Mark Beresford-Smith, head of Economics at HSBC, summed up the world and UK financial situation for the GCA Conference.
Things are getting better – 2013 was easily the best year since 2007, but we’re not back to par and we are unlikely grow fast enough to repair the damage of the last few years.
Here are his main points: -
- Most governments are ‘skint’ so can do little to influence the economy. Policy will be made by central banks: The Bank of England, The Federal Reserve and The European Central Bank. They will want to keep interest rates low because inflation and commodity prices are falling and because financial markets are falling out of love with emerging markets. What they are really looking for is job creation
- Tapering, the reduction in quantitative easing by the US, is causing ructions in economies, especially emerging markets. It has caused falling exchange rates in South Africa, Turkey, India.
- Why is the stock market doing so well after 5 rubbish years? It’s not faith in the future, but QE money looking for a home. A lot of this money will come out in the next 3 to 5 years so FTSE could fall to 6000. Tapering is likely to be good for the $ but bad for stock markets.
- The world economy has been reshaped. The Off-shoring revolution has run its course. China is not the low cost workshop of the world any more. If you want to make things cheaply, don’t go to Eastern China. Land and energy are now cheaper in East USA.
- The Eurozone recovery, led by Germany is feeble. Spain is showing positive signs but Italy’s debt burden is a problem and France is a worry.
- The UK pick up has been amazing in the last few months. In fact revised figures show there was no triple dip recession, or even double dip. Just 3 years of flat-lining, partly because of Osborne’s housing scheme.
- BoE has already fired a shot across the bows of mortgage lenders restricting what they can lend, it will not allow a housing bubble and help-to-buy is likely to be scaled back.
- UK economy has grown but not necessarily the right growth. Housing schemes make people feel better. Growth has been generated by household spending and firms stock building. It is not improved trading or exports. There has been little in the way of investment and trade spending.
- December Retail sales figures look too good and are likely to be revised down.
- Consumer spending makes up 2/3rds of GDP, but it will only rise 1-2% because prices are rising faster than incomes, consumers are reducing debt (down by ¼ on credit cards etc) and houses are worth less than they thought. This will affect how much they decide to spend.
- So something else needs to happen. GB has an appalling productivity problem. The economy is smaller but more people are employed. Sooner or later companies will have to address productivity.

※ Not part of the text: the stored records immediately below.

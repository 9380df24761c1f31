//! The identity-addressed object arena.
//!
//! Every network entity is an [`Object`] slot in an [`ObjectStore`]; handles
//! are plain indices and never dangle because objects are only ever added.
//! Containment (firewall → interface → address, rule set → rule) uses the
//! parent/children links; group membership and rule elements use id lists
//! inside the [`ObjectKind`] payload.

use crate::rules::{NatRuleData, PolicyRuleData, RoutingRuleData, RuleSetData};
use crate::service::{PortRange, TcpFlags};
use crate::Family;
use chrono::{NaiveDate, NaiveTime, Weekday};
use ipnet::{IpNet, Ipv4Net, Ipv6Net};
use std::collections::BTreeMap;
use std::net::{IpAddr, Ipv4Addr, Ipv6Addr};

/// Handle into an [`ObjectStore`].
#[derive(Debug, Clone, Copy, PartialEq, Eq, Hash, PartialOrd, Ord)]
pub struct ObjectId(u32);

impl ObjectId {
    pub fn index(self) -> usize {
        self.0 as usize
    }
}

#[derive(Debug, Clone, Copy, PartialEq, Eq, Default)]
pub enum DeviceType {
    #[default]
    Ethernet,
    Vlan,
    Bridge,
    Bonding,
}

#[derive(Debug, Clone, Default, PartialEq)]
pub struct InterfaceData {
    pub loopback: bool,
    pub dynamic: bool,
    pub unnumbered: bool,
    pub dedicated_failover: bool,
    pub management: bool,
    pub bridge_port: bool,
    pub parent_iface: Option<ObjectId>,
    pub device_type: DeviceType,
}

/// A time interval: optional date bounds, optional time-of-day bounds and a
/// days-of-week restriction.
#[derive(Debug, Clone, Default, PartialEq)]
pub struct IntervalData {
    pub from_date: Option<NaiveDate>,
    pub to_date: Option<NaiveDate>,
    pub from_time: Option<NaiveTime>,
    pub to_time: Option<NaiveTime>,
    pub days: Vec<Weekday>,
}

/// Closed set of object variants.
#[derive(Debug, Clone, PartialEq)]
pub enum ObjectKind {
    Ipv4Address(Ipv4Addr),
    Ipv6Address(Ipv6Addr),
    Network(Ipv4Net),
    NetworkV6(Ipv6Net),
    AddressRange {
        start: IpAddr,
        end: IpAddr,
    },
    /// File-backed address set; `run_time` tables load on the target at
    /// script execution time (emitted as an ipset match), compile-time
    /// tables are resolved by the preprocessor into `resolved`.
    AddressTable {
        path: String,
        run_time: bool,
        resolved: Vec<IpNet>,
    },
    DnsName {
        hostname: String,
        run_time: bool,
        resolved: Vec<IpAddr>,
    },
    PhysAddress {
        mac: String,
    },
    Host,
    Firewall {
        platform: String,
        host_os: String,
    },
    Cluster {
        members: Vec<ObjectId>,
    },
    Interface(InterfaceData),
    /// Child of a cluster interface: maps each member firewall to its real
    /// interface backing the failover address.
    FailoverGroup {
        pairs: Vec<(ObjectId, ObjectId)>,
    },
    StateSyncGroup {
        pairs: Vec<(ObjectId, ObjectId)>,
    },
    TcpService {
        src: PortRange,
        dst: PortRange,
        flags_mask: TcpFlags,
        flags_set: TcpFlags,
        established: bool,
    },
    UdpService {
        src: PortRange,
        dst: PortRange,
    },
    IcmpService {
        icmp_type: i16,
        icmp_code: i16,
    },
    Icmp6Service {
        icmp_type: i16,
        icmp_code: i16,
    },
    IpService {
        protocol: u8,
    },
    CustomService {
        codes: BTreeMap<String, String>,
        protocol: Option<String>,
    },
    TagService {
        code: String,
    },
    UserService {
        user: String,
    },
    ObjectGroup {
        members: Vec<ObjectId>,
    },
    ServiceGroup {
        members: Vec<ObjectId>,
    },
    IntervalGroup {
        members: Vec<ObjectId>,
    },
    DynamicGroup {
        kind_filter: String,
        keyword: String,
    },
    Interval(IntervalData),
    Library {
        read_only: bool,
    },
    PolicyRuleSet(RuleSetData),
    NatRuleSet(RuleSetData),
    RoutingRuleSet(RuleSetData),
    PolicyRule(PolicyRuleData),
    NatRule(NatRuleData),
    RoutingRule(RoutingRuleData),
}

- Best source of hope is business investment in capital projects, which has been woeful, now looks encouraging. If businesses don’t invest, competitors will.
- Business investment and house purchases could push 2014 growth to 2.5%. But we need several years of above average growth -4%- to repair the damage of the last 6 years. We won’t make it!
- If unemployment continues to fall – towards 6%, interest rates will need to rise. Best guess is the end of 2015, but it will be earlier if unemployment falls faster.
- Sterling is likely to fall against $ as our current account deficit is bad.
Our demographics are OK, but our productivity is awful. Interest rates need to stay low as long as possible and we need to find other sources of growth. Governments are out of the loop, they can’t do much because they have no money. UK needs business investment.